*** Opening of Records provided ***

//! External tools described by TOML command manifests.
//!
//! Each `*.toml` file in the tools directory describes one command:
//!
//! ```toml
//! name = "word_count"
//! description = "Count words in a text"
//! command = "wc"
//! args = ["-w"]
//! requires = ["wc"]
//!
//! [parameters.text]
//! type = "string"
//! description = "Text to count"
//! required = true
//! ```
//!
//! The call arguments are written to the command's stdin as JSON and also
//! exported as `TURNSTILE_ARG_<NAME>` environment variables.

use async_trait::async_trait;
use serde::Deserialize;
use std::collections::BTreeMap;
use std::path::{Path, PathBuf};
use std::process::Stdio;
use tokio::io::AsyncWriteExt;
use tokio::process::Command;
use tracing::{debug, info, warn};
use turnstile_core::error::ToolError;
use turnstile_core::tool::{Tool, ToolOutput};

#[derive(Debug, Clone, Deserialize)]
pub struct ParameterSpec {
    #[serde(rename = "type", default = "default_param_type")]
    pub param_type: String,
    #[serde(default)]
    pub description: String,
    #[serde(default)]
    pub required: bool,
}

fn default_param_type() -> String {
    "string".into()
}

#[derive(Debug, Clone, Deserialize)]
pub struct CommandManifest {
    pub name: String,
    pub description: String,
    pub command: String,
    #[serde(default)]
    pub args: Vec<String>,
    /// Binaries that must be on PATH for the tool to be offered
    #[serde(default)]
    pub requires: Vec<String>,
    #[serde(default)]
    pub parameters: BTreeMap<String, ParameterSpec>,
}

/// A tool backed by an external command.
pub struct CommandTool {
    manifest: CommandManifest,
    origin: PathBuf,
}

impl CommandTool {
    pub fn new(manifest: CommandManifest, origin: impl Into<PathBuf>) -> Self {
        Self {
            manifest,
            origin: origin.into(),
        }
    }

    pub fn from_file(path: &Path) -> Result<Self, ToolError> {
        let content = std::fs::read_to_string(path).map_err(|e| ToolError::LoadFailed {
            origin: path.display().to_string(),
            reason: e.to_string(),
        })?;
        let manifest: CommandManifest =
            toml::from_str(&content).map_err(|e| ToolError::LoadFailed {
                origin: path.display().to_string(),
                reason: e.to_string(),
            })?;
        if manifest.name.trim().is_empty() || manifest.command.trim().is_empty() {
            return Err(ToolError::LoadFailed {
                origin: path.display().to_string(),
                reason: "'name' and 'command' must not be empty".into(),
            });
        }
        Ok(Self::new(manifest, path))
    }

    pub fn origin(&self) -> &Path {
        &self.origin
    }
}

fn env_key(name: &str) -> String {
    let cleaned: String = name
        .chars()
        .map(|c| if c.is_ascii_alphanumeric() { c.to_ascii_uppercase() } else { '_' })
        .collect();
    format!("TURNSTILE_ARG_{cleaned}")
}

fn on_path(binary: &str) -> bool {
    if binary.contains(std::path::MAIN_SEPARATOR) {
        return Path::new(binary).is_file();
    }
    let Some(paths) = std::env::var_os("PATH") else {
        return false;
    };
    std::env::split_paths(&paths).any(|dir| {
        let candidate = dir.join(binary);
        candidate.is_file() || (cfg!(windows) && candidate.with_extension("exe").is_file())
    })
}

#[async_trait]
impl Tool for CommandTool {
    fn name(&self) -> &str {
        &self.manifest.name
    }

    fn description(&self) -> &str {
        &self.manifest.description
    }

    fn parameters_schema(&self) -> serde_json::Value {
        let properties: serde_json::Map<String, serde_json::Value> = self
            .manifest
            .parameters
            .iter()
            .map(|(name, spec)| {
                (
                    name.clone(),
                    serde_json::json!({
                        "type": spec.param_type,
                        "description": spec.description,
                    }),
                )
            })
            .collect();
        let required: Vec<&String> = self
            .manifest
            .parameters
            .iter()
            .filter(|(_, spec)| spec.required)
            .map(|(name, _)| name)
            .collect();
        serde_json::json!({
            "type": "object",
            "properties": properties,
            "required": required,
        })
    }

    fn check(&self) -> bool {
        self.manifest.requires.iter().all(|bin| on_path(bin))
    }

    async fn execute(&self, arguments: serde_json::Value) -> Result<ToolOutput, ToolError> {
        for (name, spec) in &self.manifest.parameters {
            if spec.required && arguments.get(name).is_none_or(|v| v.is_null()) {
                return Err(ToolError::InvalidArguments(format!(
                    "Missing '{name}' argument"
                )));
            }
        }

        let mut command = Command::new(&self.manifest.command);
        command
            .args(&self.manifest.args)
            .stdin(Stdio::piped())
            .stdout(Stdio::piped())
            .stderr(Stdio::piped());
        if let Some(map) = arguments.as_object() {
            for (key, value) in map {
                let text = match value {
                    serde_json::Value::String(s) => s.clone(),
                    other => other.to_string(),
                };
                command.env(env_key(key), text);
            }
        }

        debug!(tool = %self.manifest.name, command = %self.manifest.command, "Running external tool");

        let failed = |e: std::io::Error| ToolError::ExecutionFailed {
            tool_name: self.manifest.name.clone(),
            reason: e.to_string(),
        };
        let mut child = command.spawn().map_err(failed)?;
        if let Some(mut stdin) = child.stdin.take() {
            let payload = serde_json::to_vec(&arguments).map_err(|e| ToolError::InvalidArguments(e.to_string()))?;
            // A command that ignores stdin may close it early.
            if let Err(e) = stdin.write_all(&payload).await {
                debug!(tool = %self.manifest.name, error = %e, "stdin not consumed");
            }
        }
        let output = child.wait_with_output().await.map_err(failed)?;

        Ok(ToolOutput {
            success: output.status.success(),
            stdout: String::from_utf8_lossy(&output.stdout).trim_end().to_string(),
            stderr: String::from_utf8_lossy(&output.stderr).trim_end().to_string(),
        })
    }
}

/// Load every manifest in `dir`. Broken manifests and tools whose `check`
/// fails are logged and skipped.
pub fn load_external_tools(dir: &Path) -> Vec<Box<dyn Tool>> {
    let entries = match std::fs::read_dir(dir) {
        Ok(entries) => entries,
        Err(_) => {
            debug!(dir = %dir.display(), "No external tools directory");
            return Vec::new();
        }
    };

    let mut paths: Vec<PathBuf> = entries
        .filter_map(|e| e.ok().map(|e| e.path()))
        .filter(|p| p.extension().is_some_and(|ext| ext == "toml"))
        .collect();
    paths.sort();

    let mut tools: Vec<Box<dyn Tool>> = Vec::new();
    for path in paths {
        match CommandTool::from_file(&path) {
            Ok(tool) if tool.check() => {
                info!(tool = %tool.name(), origin = %path.display(), "Loaded external tool");
                tools.push(Box::new(tool));
            }
            Ok(tool) => {
                warn!(tool = %tool.name(), origin = %path.display(), "External tool check failed, skipping");
            }
            Err(e) => warn!(error = %e, "Skipping external tool"),
        }
    }
    tools
}

#[cfg(test)]
mod tests {
    use super::*;

    fn write(dir: &Path, file: &str, body: &str) -> PathBuf {
        let path = dir.join(file);
        std::fs::write(&path, body).unwrap();
        path
    }

    #[test]
    fn env_key_is_uppercased_and_sanitized() {
        assert_eq!(env_key("file-path"), "TURNSTILE_ARG_FILE_PATH");
        assert_eq!(env_key("text"), "TURNSTILE_ARG_TEXT");
    }

    #[test]
    fn schema_lists_required_parameters() {
        let dir = tempfile::tempdir().unwrap();
        let path = write(
            dir.path(),
            "greet.toml",
            r#"
name = "greet"
description = "Say hello"
command = "echo"

[parameters.who]
description = "Person to greet"
required = true

[parameters.loud]
type = "boolean"
"#,
        );
        let tool = CommandTool::from_file(&path).unwrap();
        let schema = tool.parameters_schema();
        assert_eq!(schema["required"], serde_json::json!(["who"]));
        assert_eq!(schema["properties"]["loud"]["type"], "boolean");
        assert_eq!(schema["properties"]["who"]["type"], "string");
    }

    #[test]
    fn missing_requirement_fails_check() {
        let manifest = CommandManifest {
            name: "ghost".into(),
            description: String::new(),
            command: "ghost".into(),
            args: vec![],
            requires: vec!["definitely-not-installed-binary-4242".into()],
            parameters: BTreeMap::new(),
        };
        assert!(!CommandTool::new(manifest, "inline").check());
    }

    #[test]
    fn loader_skips_broken_and_unavailable_tools() {
        let dir = tempfile::tempdir().unwrap();
        write(dir.path(), "good.toml", "name = \"good\"\ndescription = \"ok\"\ncommand = \"true\"\n");
        write(dir.path(), "broken.toml", "name = [\n");
        write(
            dir.path(),
            "missing.toml",
            "name = \"missing\"\ndescription = \"x\"\ncommand = \"x\"\nrequires = [\"definitely-not-installed-binary-4242\"]\n",
        );
        write(dir.path(), "notes.txt", "ignored");

        let tools = load_external_tools(dir.path());
        let names: Vec<&str> = tools.iter().map(|t| t.name()).collect();
        assert_eq!(names, vec!["good"]);
    }

    #[test]
    fn missing_directory_yields_nothing() {
        let dir = tempfile::tempdir().unwrap();
        assert!(load_external_tools(&dir.path().join("absent")).is_empty());
    }

    #[cfg(unix)]
    #[tokio::test]
    async fn arguments_reach_the_command() {
        let manifest = CommandManifest {
            name: "show".into(),
            description: String::new(),
            command: "sh".into(),
            args: vec!["-c".into(), "echo \"$TURNSTILE_ARG_WHO\"; cat".into()],
            requires: vec![],
            parameters: BTreeMap::from([(
                "who".to_string(),
                ParameterSpec {
                    param_type: "string".into(),
                    description: String::new(),
                    required: true,
                },
            )]),
        };
        let tool = CommandTool::new(manifest, "inline");

        let output = tool.execute(serde_json::json!({"who": "ada"})).await.unwrap();
        assert!(output.success);
        let mut lines = output.stdout.lines();
        assert_eq!(lines.next(), Some("ada"));
        assert_eq!(lines.next(), Some(r#"{"who":"ada"}"#));
    }

    #[tokio::test]
    async fn missing_required_argument_is_rejected() {
        let manifest = CommandManifest {
            name: "needs".into(),
            description: String::new(),
            command: "true".into(),
            args: vec![],
            requires: vec![],
            parameters: BTreeMap::from([(
                "x".to_string(),
                ParameterSpec {
                    param_type: "string".into(),
                    description: String::new(),
                    required: true,
                },
            )]),
        };
        let err = CommandTool::new(manifest, "inline")
            .execute(serde_json::json!({}))
            .await
            .unwrap_err();
        assert!(matches!(err, ToolError::InvalidArguments(_)));
    }
}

*** Close of Records provided ***

= Requirement =
Line tally for "format": say how many lines of the records above contain it, and give nothing but the number.

= Answer section =
2